Faz uma semana que
estou me comunicando com o Genis, o coletivo feminista da Unesp de
Botucatu. O que elas me contam sobre os trotes violentos realizados na
cidade é impressionante.
Botucatu é famosa pelos trotes. Esta notícia é de 1997. As coisas parecem não ter mudado muito nesses últimos dezessete anos. Em 2012, quando publiquei um post contra trotes, uma aluna da Unesp de Botucatu narrou sua experiência nos comentários. Ela diz que, depois do que passou, largou a faculdade "sem olhar pra trás".

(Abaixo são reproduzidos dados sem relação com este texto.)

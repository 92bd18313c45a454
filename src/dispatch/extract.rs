//! 载荷抽取：时间信息、外部工具子类型、路线目的地
//!
//! 全部为纯函数；“今天”由调用方注入，保证相同输入得到相同结果。

use std::sync::OnceLock;

use chrono::{Days, NaiveDate, NaiveTime};
use regex::Regex;

use crate::dispatch::cues::{CueText, CLOCK_CUES, LANDMARKS, ROUTE_CUES, WEATHER_CUES};
use crate::dispatch::types::{TimeBlock, TimeInfo, ToolType};

static CLOCK_RE: OnceLock<Regex> = OnceLock::new();
static CN_CLOCK_RE: OnceLock<Regex> = OnceLock::new();
static CN_DESTINATION_RE: OnceLock<Regex> = OnceLock::new();

/// 抽取日期、时间段与具体时刻
pub fn extract_time_info(text: &CueText, today: NaiveDate) -> TimeInfo {
    let date = if text.contains("后天") || text.contains("day after tomorrow") {
        today.checked_add_days(Days::new(2))
    } else if text.contains("明天") || text.contains("tomorrow") {
        today.checked_add_days(Days::new(1))
    } else if text.contains("今天") || text.contains("today") || text.contains("tonight") {
        Some(today)
    } else {
        None
    };

    let time_block = if text.contains("早上") || text.contains("morning") {
        Some(TimeBlock::Morning)
    } else if text.contains("上午") || text.contains("forenoon") {
        Some(TimeBlock::Forenoon)
    } else if text.contains("下午") || text.contains("afternoon") {
        Some(TimeBlock::Afternoon)
    } else if text.contains("晚上") || text.contains("evening") || text.contains("tonight") {
        Some(TimeBlock::Evening)
    } else {
        None
    };

    let specific_time = extract_clock_time(text.lowered(), time_block);

    TimeInfo {
        date,
        time_block,
        specific_time,
    }
}

/// 识别 `15:30`、`3点`、`3点半`、`8点15分` 等时刻；下午/晚上的 12 点以前时刻按 12 小时制换算
fn extract_clock_time(text: &str, block: Option<TimeBlock>) -> Option<NaiveTime> {
    let clock = CLOCK_RE
        .get_or_init(|| Regex::new(r"(\d{1,2})[:：](\d{2})").expect("valid clock pattern"));
    let cn_clock = CN_CLOCK_RE.get_or_init(|| {
        Regex::new(r"(\d{1,2})\s*点(?:\s*(半)|\s*(\d{1,2})\s*分)?").expect("valid clock pattern")
    });

    let (hour, minute) = if let Some(caps) = clock.captures(text) {
        (caps[1].parse::<u32>().ok()?, caps[2].parse::<u32>().ok()?)
    } else if let Some(caps) = cn_clock.captures(text) {
        let hour = caps[1].parse::<u32>().ok()?;
        let minute = if caps.get(2).is_some() {
            30
        } else {
            caps.get(3).and_then(|m| m.as_str().parse::<u32>().ok()).unwrap_or(0)
        };
        (hour, minute)
    } else {
        return None;
    };

    let hour = match block {
        Some(b) if b.is_after_noon() && hour < 12 => hour + 12,
        _ => hour,
    };
    NaiveTime::from_hms_opt(hour, minute, 0)
}

/// 外部工具子类型：天气 > 路线 > 时间
pub fn detect_tool_type(text: &CueText) -> ToolType {
    if text.contains_any(WEATHER_CUES) {
        ToolType::Weather
    } else if text.contains_any(ROUTE_CUES) {
        ToolType::Route
    } else if text.contains_any(CLOCK_CUES) {
        ToolType::Time
    } else {
        ToolType::Unknown
    }
}

/// 路线目的地：先查常见地标，再取“到”之后的短语，最后取英文最后一个 `to <place>`
pub fn extract_destination(text: &CueText) -> Option<String> {
    if let Some((_, place)) = LANDMARKS.iter().find(|(cue, _)| text.contains(cue)) {
        return Some((*place).to_string());
    }

    let cn = CN_DESTINATION_RE.get_or_init(|| {
        Regex::new(r"到([^，。,.？?！!\s]+?)(?:需要多久|要多久|多久|怎么走|的路线|路线|[，。,.？?！!\s]|$)")
            .expect("valid destination pattern")
    });
    if let Some(place) = cn
        .captures(text.lowered())
        .and_then(|caps| caps.get(1))
        .map(|m| m.as_str().trim())
        .filter(|s| !s.is_empty())
    {
        return Some(place.to_string());
    }

    let lowered = text.lowered();
    let idx = lowered.rfind(" to ")?;
    let rest = lowered[idx + " to ".len()..].trim_start();
    let rest = rest.strip_prefix("the ").unwrap_or(rest);
    let place: String = rest
        .chars()
        .take_while(|c| c.is_ascii_alphabetic() || *c == ' ')
        .collect();
    let place = place.trim();
    (!place.is_empty()).then(|| place.to_string())
}

#[cfg(test)]
mod tests {
    use super::*;

    fn today() -> NaiveDate {
        NaiveDate::from_ymd_opt(2026, 3, 10).unwrap()
    }

    #[test]
    fn test_relative_dates() {
        let info = extract_time_info(&CueText::new("明天要开会"), today());
        assert_eq!(info.date, NaiveDate::from_ymd_opt(2026, 3, 11));

        let info = extract_time_info(&CueText::new("后天去拜访客户"), today());
        assert_eq!(info.date, NaiveDate::from_ymd_opt(2026, 3, 12));

        let info = extract_time_info(&CueText::new("the day after tomorrow"), today());
        assert_eq!(info.date, NaiveDate::from_ymd_opt(2026, 3, 12));

        let info = extract_time_info(&CueText::new("随便聊聊"), today());
        assert!(info.is_empty());
    }

    #[test]
    fn test_time_block_and_clock() {
        let info = extract_time_info(&CueText::new("明天下午3点半开会"), today());
        assert_eq!(info.time_block, Some(TimeBlock::Afternoon));
        assert_eq!(info.specific_time, NaiveTime::from_hms_opt(15, 30, 0));

        let info = extract_time_info(&CueText::new("call mom at 09:45 tomorrow"), today());
        assert_eq!(info.time_block, None);
        assert_eq!(info.specific_time, NaiveTime::from_hms_opt(9, 45, 0));

        let info = extract_time_info(&CueText::new("晚上8点15分提醒我吃药"), today());
        assert_eq!(info.specific_time, NaiveTime::from_hms_opt(20, 15, 0));
    }

    #[test]
    fn test_invalid_clock_is_ignored() {
        let info = extract_time_info(&CueText::new("99:99 的东西"), today());
        assert_eq!(info.specific_time, None);
    }

    #[test]
    fn test_tool_type() {
        assert_eq!(detect_tool_type(&CueText::new("今天天气怎么样")), ToolType::Weather);
        assert_eq!(detect_tool_type(&CueText::new("去机场要多久")), ToolType::Route);
        assert_eq!(detect_tool_type(&CueText::new("现在几点了")), ToolType::Time);
        assert_eq!(detect_tool_type(&CueText::new("附近有什么")), ToolType::Unknown);
    }

    #[test]
    fn test_destination() {
        assert_eq!(
            extract_destination(&CueText::new("去浦东机场要多久")).as_deref(),
            Some("浦东机场")
        );
        assert_eq!(
            extract_destination(&CueText::new("从公司到徐家汇怎么走")).as_deref(),
            Some("徐家汇")
        );
        assert_eq!(
            extract_destination(&CueText::new("How long does it take to get to the stadium?"))
                .as_deref(),
            Some("stadium")
        );
        assert_eq!(extract_destination(&CueText::new("今天天气如何")), None);
    }
}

No entanto, a Unesp tem uma resolução
de 1999 que proíbe os trotes. Esta é a resolução no. 86, artigo
terceiro: "não será tolerado qualquer tipo de ato estudantil que cause, a
quem quer que seja, agressão física, moral ou outras formas de
constrangimento, dentro ou fora do espaço físico da Universidade". Mas
os trotes vem ocorrendo sem a menor punição.
Há também um
disque-trote (14 3815-9000), mas o Genis testou o telefone e constatou
que é o da guarda do campus, que só atende casos de trote dentro da
faculdade. O coletivo reclamou disso numa reunião com a congregação da
Unesp. Parece que nenhum dos diretores sabia, e prometeram mudar o
número. Até agora, não aconteceu.
Este é o texto que as
corajosas guerreiras do Genis escreveram a meu convite. Não entendo
como até agora os principais jornais do país não noticiaram este
verdadeiro escândalo.
Nosso Coletivo Genis surgiu em agosto do ano passado, como o primeiro coletivo feminista de Botucatu [cidade de 135 mil habitantes, a 235 km de SP capital]. Nasceu do encontro de várias alunas da Unesp que queriam um espaço para poder conversar e trocar ideias.
No começo o Genis
era apenas um grupo de discussão sobre opressão, machismo e questões que
achávamos relevantes de serem discutidas entre homens e mulheres da
faculdade.
Agora, em 2014, com
menos de um ano de atividade, nosso coletivo tem enfrentado muitos
problemas. A Unesp de Botucatu é famosa por seus trotes pesados, que não
ocorrem no próprio campus, e sim em festas e repúblicas.
Alguns trotes são
considerados "leves", como a "mastiguinha", onde o primeiro aluno de uma
fila mastiga um determinado alimento, cospe, e o outro calouro é
obrigado a remastigar o cuspe da pessoa anterior a ele na fila, e o
último aluno geralmente engole o cuspe da fila inteira.
Uma prática
considerada engraçada em Botucatu é o "Pascu", onde alunos homens do
primeiro ano têm pasta de dente inserida no ânus por veteranos mais
velhos.
Temos também trotes
mais violentos como os ocorridos no ano passado, em que um aluno do
primeiro ano foi marcado a ferro como gado durante uma festa da
faculdade.
Mais de um caso de
agressão aconteceu naquele ano, mas nenhum deles foi denunciado até onde
sabemos, nem à polícia, nem a diretoria do campus da universidade.
Nosso coletivo tem
uma aversão forte à qualquer tipo de trote, especialmente ao trote
machista, que é muito forte e é com ele que estamos tendo problemas,
Lola.
Trote de 2011, Unesp Botucatu |
Por aqui é comum
ocorrer o que se chama de "sequestro", em que alunxs de primeiro ano
pegam caronas com veteranos (já que a faculdade fica fora da cidade e o
transporte público é precário e caro), e ao invés de serem levadxs pra
casa, são levados a repúblicas, onde sofrem trotes variados na hora do
almoço.
É costume que os alunxs sejam embebedados a ponto de não conseguirem voltar sóbrios para as aulas da tarde.
Muitas alunas são
obrigadas a fazer o que é chamado de "performance", onde são obrigadas
por veteranos homens a simular sexo oral em garrafas, cabos de vassouras
e outros objetos fálicos.
Foi contra este
contexto que decidimos fazer uma intervenção na faculdade: pintamos a
escada da biblioteca, com autorização da administração do campus, com
frases contra o trote machista dentro da universidade. Colamos cartazes
por todo o campus e os alunos começaram a se interessar pelo Genis.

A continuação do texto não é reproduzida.